» EXERCISE REQUIREMENTS: Show all lines from the records below in which the string "format" is present.

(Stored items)

+++

use regex::Regex;

use super::category::Category;
use super::sink::ErrorSink;

/// One class or struct currently being scanned.
struct ClassInfo {
    name: String,
    linenum: usize,
    seen_open_brace: bool,
    is_derived: bool,
    first_virtual_line: Option<usize>,
    has_destructor: bool,
    brace_depth: i32,
}

impl ClassInfo {
    fn new(name: &str, linenum: usize) -> Self {
        Self {
            name: name.to_string(),
            linenum,
            seen_open_brace: false,
            is_derived: false,
            first_virtual_line: None,
            has_destructor: false,
            brace_depth: 0,
        }
    }
}

/// Scans class bodies for virtual methods that lack a destructor.
///
/// Declarations nest on a stack; only the innermost class is examined
/// per line. A `;` before the opening brace is a forward declaration
/// and drops the entry; derived classes are exempt because the base may
/// own the virtual destructor.
pub struct ClassStructureTracker {
    decl_re: Regex,
    derived_re: Regex,
    virtual_re: Regex,
    stack: Vec<ClassInfo>,
}

impl Default for ClassStructureTracker {
    fn default() -> Self {
        Self::new()
    }
}

impl ClassStructureTracker {
    /// # Panics
    /// Panics if the built-in regexes fail to compile.
    #[must_use]
    pub fn new() -> Self {
        Self {
            // All-caps tokens after the keyword are attribute macros
            // (LOCKABLE, API, ...), not the class name.
            decl_re: Regex::new(
                r"^\s*(?:template\s*<[\w\s<>,:]*>\s*)?(?:class|struct)\s+(?:[A-Z_]+\s+)*(\w+(?:::\w+)*)",
            )
            .expect("Invalid regex"),
            derived_re: Regex::new(r"(?:^|[^:]):(?:$|[^:])").expect("Invalid regex"),
            virtual_re: Regex::new(r"\bvirtual\b").expect("Invalid regex"),
            stack: Vec::new(),
        }
    }

    /// Feeds one comment-stripped line to the tracker.
    pub fn check_line(&mut self, line: &str, linenum: usize, sink: &mut ErrorSink) {
        if let Some(caps) = self.decl_re.captures(line) {
            self.stack.push(ClassInfo::new(&caps[1], linenum));
        }

        let Some(info) = self.stack.last_mut() else {
            return;
        };

        if !info.seen_open_brace {
            if line.contains(';') {
                self.stack.pop();
                return;
            }
            info.seen_open_brace = line.contains('{');
            if self.derived_re.is_match(line) {
                info.is_derived = true;
            }
            if !info.seen_open_brace {
                return;
            }
        }

        let base_name = info.name.rsplit("::").next().unwrap_or(&info.name);
        if has_destructor_of(line, base_name) {
            info.has_destructor = true;
        } else if info.first_virtual_line.is_none() && self.virtual_re.is_match(line) {
            info.first_virtual_line = Some(linenum);
        }

        let opens = i32::try_from(line.matches('{').count()).unwrap_or(i32::MAX);
        let closes = i32::try_from(line.matches('}').count()).unwrap_or(i32::MAX);
        info.brace_depth += opens - closes;
        if info.brace_depth <= 0
            && let Some(info) = self.stack.pop()
        {
            if let Some(virtual_line) = info.first_virtual_line {
                if !info.has_destructor && !info.is_derived {
                    sink.error(
                        virtual_line,
                        Category::RuntimeVirtual,
                        4,
                        &format!(
                            "The class {} probably needs a virtual destructor due to having \
                             virtual method(s), one declared at line {virtual_line}.",
                            info.name
                        ),
                    );
                }
            }
        }
    }

    /// Reports the outermost class still open at end of file.
    pub fn check_finished(&self, sink: &mut ErrorSink) {
        if let Some(info) = self.stack.first() {
            sink.error(
                info.linenum,
                Category::BuildClass,
                5,
                &format!("Failed to find complete declaration of class {}", info.name),
            );
        }
    }
}

/// Whether `line` declares a destructor of class `base`: a `~base` token
/// whose next non-space character opens the parameter list.
fn has_destructor_of(line: &str, base: &str) -> bool {
    let needle = format!("~{base}");
    let mut start = 0;
    while let Some(pos) = line[start..].find(&needle) {
        let after = &line[start + pos + needle.len()..];
        if after.trim_start().starts_with('(') {
            return true;
        }
        start += pos + 1;
    }
    false
}

#[cfg(test)]
#[path = "classes_tests.rs"]
mod tests;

+++

» WRITTEN SOLUTION:
                        &format!(
                &format!("Failed to find complete declaration of class {}", info.name),
    let needle = format!("~{base}");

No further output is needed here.